*** Opening of Material provided ***
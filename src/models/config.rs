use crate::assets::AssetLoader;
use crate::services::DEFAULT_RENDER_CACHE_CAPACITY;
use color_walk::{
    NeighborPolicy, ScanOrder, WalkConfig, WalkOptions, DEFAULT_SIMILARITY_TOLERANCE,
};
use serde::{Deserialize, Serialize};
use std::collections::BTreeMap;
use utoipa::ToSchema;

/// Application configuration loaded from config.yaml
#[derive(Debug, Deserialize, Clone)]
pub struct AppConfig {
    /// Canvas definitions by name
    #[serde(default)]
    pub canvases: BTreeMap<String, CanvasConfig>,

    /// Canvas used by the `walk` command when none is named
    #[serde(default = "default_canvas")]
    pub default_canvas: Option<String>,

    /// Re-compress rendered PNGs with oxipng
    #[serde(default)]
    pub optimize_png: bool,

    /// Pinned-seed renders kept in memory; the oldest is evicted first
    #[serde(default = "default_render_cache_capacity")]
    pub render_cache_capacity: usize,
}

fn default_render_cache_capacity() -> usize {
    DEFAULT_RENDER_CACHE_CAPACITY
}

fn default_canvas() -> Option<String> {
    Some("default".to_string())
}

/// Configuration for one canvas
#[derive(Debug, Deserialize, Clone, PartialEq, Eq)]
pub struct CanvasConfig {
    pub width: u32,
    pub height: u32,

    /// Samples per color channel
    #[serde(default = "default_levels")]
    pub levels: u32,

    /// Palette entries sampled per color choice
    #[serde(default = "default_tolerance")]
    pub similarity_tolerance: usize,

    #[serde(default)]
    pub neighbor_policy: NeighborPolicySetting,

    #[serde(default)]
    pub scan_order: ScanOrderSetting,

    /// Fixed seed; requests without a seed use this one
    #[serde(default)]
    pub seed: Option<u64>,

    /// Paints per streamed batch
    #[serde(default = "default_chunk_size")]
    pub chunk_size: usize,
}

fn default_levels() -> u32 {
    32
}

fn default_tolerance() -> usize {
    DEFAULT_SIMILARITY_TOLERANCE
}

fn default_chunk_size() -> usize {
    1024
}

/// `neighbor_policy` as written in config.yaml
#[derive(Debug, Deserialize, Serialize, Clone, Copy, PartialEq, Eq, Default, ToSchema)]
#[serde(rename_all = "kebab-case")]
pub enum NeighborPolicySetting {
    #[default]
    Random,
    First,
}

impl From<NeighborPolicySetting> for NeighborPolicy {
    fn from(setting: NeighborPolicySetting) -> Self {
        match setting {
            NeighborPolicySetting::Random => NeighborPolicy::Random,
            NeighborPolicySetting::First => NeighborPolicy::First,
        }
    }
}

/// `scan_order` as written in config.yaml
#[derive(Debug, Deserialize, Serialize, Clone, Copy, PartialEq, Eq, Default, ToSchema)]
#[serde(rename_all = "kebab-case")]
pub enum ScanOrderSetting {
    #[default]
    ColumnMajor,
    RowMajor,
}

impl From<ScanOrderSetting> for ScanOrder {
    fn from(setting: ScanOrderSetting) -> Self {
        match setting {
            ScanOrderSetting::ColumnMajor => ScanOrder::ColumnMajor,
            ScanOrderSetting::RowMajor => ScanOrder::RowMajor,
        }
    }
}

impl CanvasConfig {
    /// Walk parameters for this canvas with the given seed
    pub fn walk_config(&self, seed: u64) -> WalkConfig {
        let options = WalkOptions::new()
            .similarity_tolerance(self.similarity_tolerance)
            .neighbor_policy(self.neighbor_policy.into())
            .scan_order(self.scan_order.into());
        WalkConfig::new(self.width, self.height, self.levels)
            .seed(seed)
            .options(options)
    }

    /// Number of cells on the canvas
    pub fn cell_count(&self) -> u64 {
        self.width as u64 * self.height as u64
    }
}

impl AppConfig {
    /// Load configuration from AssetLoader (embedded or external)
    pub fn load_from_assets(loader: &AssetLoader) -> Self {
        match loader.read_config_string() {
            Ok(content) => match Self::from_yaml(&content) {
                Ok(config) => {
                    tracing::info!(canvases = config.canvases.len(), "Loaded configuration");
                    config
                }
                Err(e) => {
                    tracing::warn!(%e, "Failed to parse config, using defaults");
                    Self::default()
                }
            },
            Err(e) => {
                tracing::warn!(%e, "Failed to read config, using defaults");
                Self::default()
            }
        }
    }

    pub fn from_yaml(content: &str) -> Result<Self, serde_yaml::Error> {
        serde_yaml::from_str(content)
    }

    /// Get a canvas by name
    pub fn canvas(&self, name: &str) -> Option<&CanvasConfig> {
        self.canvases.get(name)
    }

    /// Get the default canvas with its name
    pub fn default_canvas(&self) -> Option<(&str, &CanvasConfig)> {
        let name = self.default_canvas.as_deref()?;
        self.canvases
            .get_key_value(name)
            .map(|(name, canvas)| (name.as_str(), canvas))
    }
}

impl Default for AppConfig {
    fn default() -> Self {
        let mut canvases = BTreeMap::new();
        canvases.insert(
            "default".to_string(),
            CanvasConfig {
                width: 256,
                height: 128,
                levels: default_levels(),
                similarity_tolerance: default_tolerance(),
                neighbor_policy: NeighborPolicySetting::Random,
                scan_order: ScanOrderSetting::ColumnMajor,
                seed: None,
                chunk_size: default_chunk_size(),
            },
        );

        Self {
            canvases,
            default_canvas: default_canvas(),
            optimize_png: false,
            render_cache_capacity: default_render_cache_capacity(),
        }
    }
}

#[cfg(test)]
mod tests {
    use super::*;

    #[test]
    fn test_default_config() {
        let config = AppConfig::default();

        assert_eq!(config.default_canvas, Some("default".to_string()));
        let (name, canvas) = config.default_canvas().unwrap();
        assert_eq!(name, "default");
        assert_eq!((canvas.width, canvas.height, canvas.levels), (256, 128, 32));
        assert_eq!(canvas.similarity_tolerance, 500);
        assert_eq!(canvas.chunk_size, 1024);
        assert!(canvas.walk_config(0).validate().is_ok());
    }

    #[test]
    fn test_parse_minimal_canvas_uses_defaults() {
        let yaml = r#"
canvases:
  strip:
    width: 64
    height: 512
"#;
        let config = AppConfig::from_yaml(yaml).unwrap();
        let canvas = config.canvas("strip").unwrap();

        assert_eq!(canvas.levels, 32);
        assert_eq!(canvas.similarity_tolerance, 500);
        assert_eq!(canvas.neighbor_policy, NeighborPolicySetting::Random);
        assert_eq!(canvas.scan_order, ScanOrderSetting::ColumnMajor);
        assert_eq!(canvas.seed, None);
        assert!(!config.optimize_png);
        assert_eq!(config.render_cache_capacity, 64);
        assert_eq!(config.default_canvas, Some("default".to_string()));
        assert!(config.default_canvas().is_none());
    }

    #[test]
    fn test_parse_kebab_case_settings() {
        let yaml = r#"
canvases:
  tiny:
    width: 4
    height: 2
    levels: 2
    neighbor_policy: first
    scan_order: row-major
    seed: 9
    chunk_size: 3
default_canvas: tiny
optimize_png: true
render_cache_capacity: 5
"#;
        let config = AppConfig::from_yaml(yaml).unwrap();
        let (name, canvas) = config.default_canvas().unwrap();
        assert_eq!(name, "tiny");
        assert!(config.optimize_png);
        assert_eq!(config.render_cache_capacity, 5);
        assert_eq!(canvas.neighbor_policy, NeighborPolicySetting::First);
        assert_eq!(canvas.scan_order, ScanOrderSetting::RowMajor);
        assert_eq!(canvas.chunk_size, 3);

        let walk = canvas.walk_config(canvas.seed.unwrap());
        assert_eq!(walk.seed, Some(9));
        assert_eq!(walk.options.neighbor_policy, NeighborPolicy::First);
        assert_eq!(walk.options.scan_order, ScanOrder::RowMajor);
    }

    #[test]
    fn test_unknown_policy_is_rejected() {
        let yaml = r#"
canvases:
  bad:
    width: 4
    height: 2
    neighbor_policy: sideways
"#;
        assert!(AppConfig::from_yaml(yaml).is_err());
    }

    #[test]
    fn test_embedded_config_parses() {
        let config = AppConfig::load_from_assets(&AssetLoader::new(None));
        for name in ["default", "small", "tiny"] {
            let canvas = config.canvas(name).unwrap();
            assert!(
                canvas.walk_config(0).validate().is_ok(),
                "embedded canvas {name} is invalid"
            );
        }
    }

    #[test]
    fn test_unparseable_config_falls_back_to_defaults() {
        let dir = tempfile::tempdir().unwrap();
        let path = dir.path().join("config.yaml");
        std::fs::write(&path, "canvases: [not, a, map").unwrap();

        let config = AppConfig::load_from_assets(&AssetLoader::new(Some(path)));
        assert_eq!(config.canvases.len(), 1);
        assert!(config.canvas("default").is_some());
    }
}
*** Close of Material provided ***
*** Opening of Material provided ***
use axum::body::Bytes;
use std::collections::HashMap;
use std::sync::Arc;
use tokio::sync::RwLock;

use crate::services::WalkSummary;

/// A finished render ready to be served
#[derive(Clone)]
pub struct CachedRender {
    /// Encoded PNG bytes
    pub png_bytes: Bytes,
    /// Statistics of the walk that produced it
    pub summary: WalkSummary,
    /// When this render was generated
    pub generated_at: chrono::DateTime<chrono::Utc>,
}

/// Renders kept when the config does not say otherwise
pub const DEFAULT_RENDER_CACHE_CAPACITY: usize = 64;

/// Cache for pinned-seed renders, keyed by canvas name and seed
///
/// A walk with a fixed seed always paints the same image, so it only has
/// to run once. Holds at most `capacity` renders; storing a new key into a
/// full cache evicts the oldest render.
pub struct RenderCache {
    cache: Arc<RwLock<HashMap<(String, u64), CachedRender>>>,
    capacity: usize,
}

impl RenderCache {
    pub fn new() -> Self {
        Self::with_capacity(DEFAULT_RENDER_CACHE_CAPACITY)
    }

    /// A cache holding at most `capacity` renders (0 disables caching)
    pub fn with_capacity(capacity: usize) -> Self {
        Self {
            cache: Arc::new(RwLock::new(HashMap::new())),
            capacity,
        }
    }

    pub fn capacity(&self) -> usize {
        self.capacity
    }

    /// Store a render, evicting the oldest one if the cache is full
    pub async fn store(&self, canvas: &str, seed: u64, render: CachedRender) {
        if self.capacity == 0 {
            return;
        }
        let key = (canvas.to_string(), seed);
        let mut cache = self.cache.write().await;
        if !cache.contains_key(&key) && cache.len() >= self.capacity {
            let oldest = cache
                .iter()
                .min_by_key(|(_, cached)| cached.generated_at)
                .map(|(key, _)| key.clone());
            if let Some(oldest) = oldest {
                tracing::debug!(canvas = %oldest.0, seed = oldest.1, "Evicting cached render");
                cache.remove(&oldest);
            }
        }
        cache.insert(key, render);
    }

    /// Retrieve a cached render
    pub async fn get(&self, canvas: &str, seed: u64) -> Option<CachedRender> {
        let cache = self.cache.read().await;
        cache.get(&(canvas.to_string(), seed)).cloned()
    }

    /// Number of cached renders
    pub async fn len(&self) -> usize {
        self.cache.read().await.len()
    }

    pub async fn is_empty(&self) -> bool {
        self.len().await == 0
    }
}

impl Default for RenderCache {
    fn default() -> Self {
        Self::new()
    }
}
*** Close of Material provided ***
*** Opening of Material provided ***
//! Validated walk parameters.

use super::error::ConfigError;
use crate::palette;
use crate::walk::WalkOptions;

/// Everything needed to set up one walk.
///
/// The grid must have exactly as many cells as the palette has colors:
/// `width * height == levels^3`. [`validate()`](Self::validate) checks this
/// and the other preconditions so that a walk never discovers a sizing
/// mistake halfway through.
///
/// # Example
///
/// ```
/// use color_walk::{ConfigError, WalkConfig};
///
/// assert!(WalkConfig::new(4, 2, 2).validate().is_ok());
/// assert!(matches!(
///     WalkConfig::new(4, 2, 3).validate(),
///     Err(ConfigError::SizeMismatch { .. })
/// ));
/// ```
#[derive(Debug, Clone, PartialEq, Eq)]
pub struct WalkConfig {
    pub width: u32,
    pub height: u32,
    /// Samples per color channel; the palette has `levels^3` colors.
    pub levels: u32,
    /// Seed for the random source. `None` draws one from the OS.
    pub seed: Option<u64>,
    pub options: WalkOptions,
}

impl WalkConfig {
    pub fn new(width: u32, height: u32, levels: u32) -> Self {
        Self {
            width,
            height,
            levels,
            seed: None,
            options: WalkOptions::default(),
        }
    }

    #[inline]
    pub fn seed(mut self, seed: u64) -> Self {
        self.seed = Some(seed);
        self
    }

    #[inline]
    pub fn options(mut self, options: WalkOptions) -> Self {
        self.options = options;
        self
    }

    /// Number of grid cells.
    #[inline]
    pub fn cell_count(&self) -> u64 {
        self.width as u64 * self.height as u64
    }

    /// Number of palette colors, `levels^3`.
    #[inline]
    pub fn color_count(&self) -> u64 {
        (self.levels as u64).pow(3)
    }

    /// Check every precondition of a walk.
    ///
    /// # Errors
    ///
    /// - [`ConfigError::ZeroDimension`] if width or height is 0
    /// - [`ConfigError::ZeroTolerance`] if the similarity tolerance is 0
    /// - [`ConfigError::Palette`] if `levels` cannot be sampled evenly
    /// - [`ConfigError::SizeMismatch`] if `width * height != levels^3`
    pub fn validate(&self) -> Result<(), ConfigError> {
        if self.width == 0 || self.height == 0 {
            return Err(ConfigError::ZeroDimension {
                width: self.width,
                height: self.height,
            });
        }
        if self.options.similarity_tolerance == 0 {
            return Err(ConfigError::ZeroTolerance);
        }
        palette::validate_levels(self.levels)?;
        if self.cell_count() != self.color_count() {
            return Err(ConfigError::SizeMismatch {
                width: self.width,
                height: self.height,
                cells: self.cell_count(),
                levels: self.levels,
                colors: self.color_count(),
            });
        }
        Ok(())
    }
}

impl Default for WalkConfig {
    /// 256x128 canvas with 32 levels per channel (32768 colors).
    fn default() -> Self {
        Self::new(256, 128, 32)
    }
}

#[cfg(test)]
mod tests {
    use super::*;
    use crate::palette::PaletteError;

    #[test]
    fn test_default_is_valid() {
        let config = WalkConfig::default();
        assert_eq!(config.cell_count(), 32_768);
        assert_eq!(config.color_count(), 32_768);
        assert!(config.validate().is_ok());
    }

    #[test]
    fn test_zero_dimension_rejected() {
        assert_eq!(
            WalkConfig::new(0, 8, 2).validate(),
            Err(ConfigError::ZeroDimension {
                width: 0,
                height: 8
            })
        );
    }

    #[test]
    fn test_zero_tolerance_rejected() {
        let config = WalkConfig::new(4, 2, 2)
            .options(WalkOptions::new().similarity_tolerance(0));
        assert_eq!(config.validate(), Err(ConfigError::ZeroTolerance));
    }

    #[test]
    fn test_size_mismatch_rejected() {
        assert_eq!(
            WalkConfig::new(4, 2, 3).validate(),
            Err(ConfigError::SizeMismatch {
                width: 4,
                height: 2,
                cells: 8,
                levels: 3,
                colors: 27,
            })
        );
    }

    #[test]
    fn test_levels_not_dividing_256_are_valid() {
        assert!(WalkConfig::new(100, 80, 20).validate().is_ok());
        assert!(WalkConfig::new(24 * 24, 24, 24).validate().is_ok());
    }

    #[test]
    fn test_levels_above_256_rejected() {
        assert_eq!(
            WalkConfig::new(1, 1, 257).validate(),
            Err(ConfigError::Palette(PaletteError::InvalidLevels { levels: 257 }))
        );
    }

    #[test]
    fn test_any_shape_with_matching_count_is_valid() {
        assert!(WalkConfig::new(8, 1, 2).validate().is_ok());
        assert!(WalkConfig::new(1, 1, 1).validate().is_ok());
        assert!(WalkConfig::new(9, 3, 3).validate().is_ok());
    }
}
*** Close of Material provided ***
→ **Task prompt**: What lines in the material above hold the word "written"? Pull them out.

→ **Completed exercise**:
/// `neighbor_policy` as written in config.yaml
/// `scan_order` as written in config.yaml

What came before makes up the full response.